Saved data entries
☆ ☆ ☆ ☆ ☆
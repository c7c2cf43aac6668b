//! Property-based tests

pub mod document_proptest;
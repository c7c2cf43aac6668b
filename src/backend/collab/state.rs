/**
 * Collaboration State
 *
 * Everything a collaboration session shares with the other sessions of
 * the process: the connection registry, the per-project document hub and
 * the size of each connection's outbound queue.
 */

use std::sync::Arc;

use crate::backend::collab::documents::DocumentHub;
use crate::backend::collab::registry::ConnectionRegistry;
use crate::backend::projects::ProjectStore;

/// Default bound for a connection's outbound queue
pub const DEFAULT_PEER_QUEUE_CAPACITY: usize = 256;

/// Shared collaboration state
///
/// Cheap to clone; clones share the registry and the hub.
#[derive(Debug, Clone)]
pub struct CollabState {
    pub registry: ConnectionRegistry,
    pub documents: DocumentHub,
    pub peer_queue_capacity: usize,
}

impl CollabState {
    pub fn new(store: Arc<dyn ProjectStore>, peer_queue_capacity: usize) -> Self {
        Self {
            registry: ConnectionRegistry::new(),
            documents: DocumentHub::new(store),
            peer_queue_capacity: peer_queue_capacity.max(1),
        }
    }
}
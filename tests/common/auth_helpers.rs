//! Share token test helpers

use chrono::Duration;
use xfcanvas::backend::auth::{issue_share_token, Capability, ShareTokenKeys};
use xfcanvas::backend::projects::ProjectId;

/// Secret the test server signs and verifies share tokens with
pub const TEST_SECRET: &str = "test-secret";

pub fn test_keys() -> ShareTokenKeys {
    ShareTokenKeys::new(TEST_SECRET)
}

/// Share token valid for one hour
pub fn share_token(project_id: ProjectId, capability: Capability) -> String {
    issue_share_token(&test_keys(), project_id, 42, capability, Duration::hours(1))
        .expect("Failed to issue share token")
}

/// Share token that expired a minute ago
pub fn expired_share_token(project_id: ProjectId) -> String {
    issue_share_token(
        &test_keys(),
        project_id,
        42,
        Capability::Edit,
        Duration::seconds(-60),
    )
    .expect("Failed to issue share token")
}

/// Share token signed with a different secret
pub fn foreign_share_token(project_id: ProjectId) -> String {
    issue_share_token(
        &ShareTokenKeys::new("someone-else"),
        project_id,
        42,
        Capability::Edit,
        Duration::hours(1),
    )
    .expect("Failed to issue share token")
}
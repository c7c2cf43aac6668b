/**
 * Connection Registry
 *
 * Authoritative map of project id → live collaboration connections.
 *
 * The registry never performs I/O. Each connection is represented by a
 * `PeerHandle` carrying the sending half of that connection's outbound
 * queue; `peers` hands out a point-in-time copy of those handles so
 * delivery happens without the registry lock held. A handle can also ask
 * its connection to close when the peer falls too far behind.
 */

use std::collections::HashMap;
use std::sync::{Arc, Mutex, MutexGuard, PoisonError};
use tokio::sync::{mpsc, Notify};
use uuid::Uuid;

use crate::backend::auth::Capability;
use crate::backend::projects::ProjectId;

/// Handle to one live connection
#[derive(Debug, Clone)]
pub struct PeerHandle {
    pub id: Uuid,
    pub capability: Capability,
    outbound: mpsc::Sender<String>,
    lagged: Arc<Notify>,
}

impl PeerHandle {
    pub fn new(id: Uuid, capability: Capability, outbound: mpsc::Sender<String>) -> Self {
        Self {
            id,
            capability,
            outbound,
            lagged: Arc::new(Notify::new()),
        }
    }

    /// Queue a frame without waiting
    pub fn try_send(&self, frame: String) -> Result<(), mpsc::error::TrySendError<String>> {
        self.outbound.try_send(frame)
    }

    /// Signal fired when this connection missed a frame
    ///
    /// The session's writer waits on it and closes the socket, so the client
    /// reconnects and starts again from a fresh snapshot.
    pub fn lagged(&self) -> Arc<Notify> {
        self.lagged.clone()
    }

    /// Ask the connection to close
    pub fn disconnect(&self) {
        self.lagged.notify_one();
    }
}

type ProjectPeers = HashMap<ProjectId, HashMap<Uuid, PeerHandle>>;

/// Per-project set of live connections
///
/// Cheap to clone; clones share the same underlying map.
#[derive(Debug, Clone, Default)]
pub struct ConnectionRegistry {
    projects: Arc<Mutex<ProjectPeers>>,
}

impl ConnectionRegistry {
    pub fn new() -> Self {
        Self::default()
    }

    fn lock(&self) -> MutexGuard<'_, ProjectPeers> {
        self.projects.lock().unwrap_or_else(PoisonError::into_inner)
    }

    /// Add a connection to a project's set
    ///
    /// The returned guard unregisters the connection when dropped.
    pub fn register(&self, project_id: ProjectId, peer: PeerHandle) -> Registration {
        let peer_id = peer.id;
        let count = {
            let mut projects = self.lock();
            let peers = projects.entry(project_id).or_default();
            peers.insert(peer_id, peer);
            peers.len()
        };
        tracing::info!(
            "[Collab] Connection {} joined project {} ({} connected)",
            peer_id,
            project_id,
            count
        );

        Registration {
            registry: self.clone(),
            project_id,
            peer_id,
        }
    }

    /// Remove a connection; empty project entries are pruned
    ///
    /// Returns whether the connection was registered.
    pub fn unregister(&self, project_id: ProjectId, peer_id: Uuid) -> bool {
        let mut projects = self.lock();
        let Some(peers) = projects.get_mut(&project_id) else {
            return false;
        };
        let removed = peers.remove(&peer_id).is_some();
        let remaining = peers.len();
        if remaining == 0 {
            projects.remove(&project_id);
        }
        drop(projects);

        if removed {
            tracing::info!(
                "[Collab] Connection {} left project {} ({} connected)",
                peer_id,
                project_id,
                remaining
            );
        }
        removed
    }

    /// Snapshot of the connections registered for a project
    pub fn peers(&self, project_id: ProjectId) -> Vec<PeerHandle> {
        self.lock()
            .get(&project_id)
            .map(|peers| peers.values().cloned().collect())
            .unwrap_or_default()
    }

    pub fn connection_count(&self, project_id: ProjectId) -> usize {
        self.lock().get(&project_id).map_or(0, HashMap::len)
    }

    /// Number of projects with at least one live connection
    pub fn project_count(&self) -> usize {
        self.lock().len()
    }
}

/// Registration of one connection; unregisters on drop
#[derive(Debug)]
pub struct Registration {
    registry: ConnectionRegistry,
    project_id: ProjectId,
    peer_id: Uuid,
}

impl Drop for Registration {
    fn drop(&mut self) {
        self.registry.unregister(self.project_id, self.peer_id);
    }
}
☆ ☆ ☆ ☆ ☆
_Task to complete_:
Nothing in the records above may be left out when you repeat them exactly.

_Answer box_:
repository c7c2cf43aac6668b
//! Property-based tests

pub mod document_proptest;
repository c7c2cf43aac6668b
filename src/backend/collab/state.rs
/**
 * Collaboration State
 *
 * Everything a collaboration session shares with the other sessions of
 * the process: the connection registry, the per-project document hub and
 * the size of each connection's outbound queue.
 */

use std::sync::Arc;

use crate::backend::collab::documents::DocumentHub;
use crate::backend::collab::registry::ConnectionRegistry;
use crate::backend::projects::ProjectStore;

/// Default bound for a connection's outbound queue
pub const DEFAULT_PEER_QUEUE_CAPACITY: usize = 256;

/// Shared collaboration state
///
/// Cheap to clone; clones share the registry and the hub.
#[derive(Debug, Clone)]
pub struct CollabState {
    pub registry: ConnectionRegistry,
    pub documents: DocumentHub,
    pub peer_queue_capacity: usize,
}

impl CollabState {
    pub fn new(store: Arc<dyn ProjectStore>, peer_queue_capacity: usize) -> Self {
        Self {
            registry: ConnectionRegistry::new(),
            documents: DocumentHub::new(store),
            peer_queue_capacity: peer_queue_capacity.max(1),
        }
    }
}
filename tests/common/auth_helpers.rs
//! Share token test helpers

use chrono::Duration;
use xfcanvas::backend::auth::{issue_share_token, Capability, ShareTokenKeys};
use xfcanvas::backend::projects::ProjectId;

/// Secret the test server signs and verifies share tokens with
pub const TEST_SECRET: &str = "test-secret";

pub fn test_keys() -> ShareTokenKeys {
    ShareTokenKeys::new(TEST_SECRET)
}

/// Share token valid for one hour
pub fn share_token(project_id: ProjectId, capability: Capability) -> String {
    issue_share_token(&test_keys(), project_id, 42, capability, Duration::hours(1))
        .expect("Failed to issue share token")
}

/// Share token that expired a minute ago
pub fn expired_share_token(project_id: ProjectId) -> String {
    issue_share_token(
        &test_keys(),
        project_id,
        42,
        Capability::Edit,
        Duration::seconds(-60),
    )
    .expect("Failed to issue share token")
}

/// Share token signed with a different secret
pub fn foreign_share_token(project_id: ProjectId) -> String {
    issue_share_token(
        &ShareTokenKeys::new("someone-else"),
        project_id,
        42,
        Capability::Edit,
        Duration::hours(1),
    )
    .expect("Failed to issue share token")
}
repository c7c2cf43aac6668b
/**
 * Connection Registry
 *
 * Authoritative map of project id → live collaboration connections.
 *
 * The registry never performs I/O. Each connection is represented by a
 * `PeerHandle` carrying the sending half of that connection's outbound
 * queue; `peers` hands out a point-in-time copy of those handles so
 * delivery happens without the registry lock held. A handle can also ask
 * its connection to close when the peer falls too far behind.
 */

use std::collections::HashMap;
use std::sync::{Arc, Mutex, MutexGuard, PoisonError};
use tokio::sync::{mpsc, Notify};
use uuid::Uuid;

use crate::backend::auth::Capability;
use crate::backend::projects::ProjectId;

/// Handle to one live connection
#[derive(Debug, Clone)]
pub struct PeerHandle {
    pub id: Uuid,
    pub capability: Capability,
    outbound: mpsc::Sender<String>,
    lagged: Arc<Notify>,
}

impl PeerHandle {
    pub fn new(id: Uuid, capability: Capability, outbound: mpsc::Sender<String>) -> Self {
        Self {
            id,
            capability,
            outbound,
            lagged: Arc::new(Notify::new()),
        }
    }

    /// Queue a frame without waiting
    pub fn try_send(&self, frame: String) -> Result<(), mpsc::error::TrySendError<String>> {
        self.outbound.try_send(frame)
    }

    /// Signal fired when this connection missed a frame
    ///
    /// The session's writer waits on it and closes the socket, so the client
    /// reconnects and starts again from a fresh snapshot.
    pub fn lagged(&self) -> Arc<Notify> {
        self.lagged.clone()
    }

    /// Ask the connection to close
    pub fn disconnect(&self) {
        self.lagged.notify_one();
    }
}

type ProjectPeers = HashMap<ProjectId, HashMap<Uuid, PeerHandle>>;

/// Per-project set of live connections
///
/// Cheap to clone; clones share the same underlying map.
#[derive(Debug, Clone, Default)]
pub struct ConnectionRegistry {
    projects: Arc<Mutex<ProjectPeers>>,
}

impl ConnectionRegistry {
    pub fn new() -> Self {
        Self::default()
    }

    fn lock(&self) -> MutexGuard<'_, ProjectPeers> {
        self.projects.lock().unwrap_or_else(PoisonError::into_inner)
    }

    /// Add a connection to a project's set
    ///
    /// The returned guard unregisters the connection when dropped.
    pub fn register(&self, project_id: ProjectId, peer: PeerHandle) -> Registration {
        let peer_id = peer.id;
        let count = {
            let mut projects = self.lock();
            let peers = projects.entry(project_id).or_default();
            peers.insert(peer_id, peer);
            peers.len()
        };
        tracing::info!(
            "[Collab] Connection {} joined project {} ({} connected)",
            peer_id,
            project_id,
            count
        );

        Registration {
            registry: self.clone(),
            project_id,
            peer_id,
        }
    }

    /// Remove a connection; empty project entries are pruned
    ///
    /// Returns whether the connection was registered.
    pub fn unregister(&self, project_id: ProjectId, peer_id: Uuid) -> bool {
        let mut projects = self.lock();
        let Some(peers) = projects.get_mut(&project_id) else {
            return false;
        };
        let removed = peers.remove(&peer_id).is_some();
        let remaining = peers.len();
        if remaining == 0 {
            projects.remove(&project_id);
        }
        drop(projects);

        if removed {
            tracing::info!(
                "[Collab] Connection {} left project {} ({} connected)",
                peer_id,
                project_id,
                remaining
            );
        }
        removed
    }

    /// Snapshot of the connections registered for a project
    pub fn peers(&self, project_id: ProjectId) -> Vec<PeerHandle> {
        self.lock()
            .get(&project_id)
            .map(|peers| peers.values().cloned().collect())
            .unwrap_or_default()
    }

    pub fn connection_count(&self, project_id: ProjectId) -> usize {
        self.lock().get(&project_id).map_or(0, HashMap::len)
    }

    /// Number of projects with at least one live connection
    pub fn project_count(&self) -> usize {
        self.lock().len()
    }
}

/// Registration of one connection; unregisters on drop
#[derive(Debug)]
pub struct Registration {
    registry: ConnectionRegistry,
    project_id: ProjectId,
    peer_id: Uuid,
}

impl Drop for Registration {
    fn drop(&mut self) {
        self.registry.unregister(self.project_id, self.peer_id);
    }
}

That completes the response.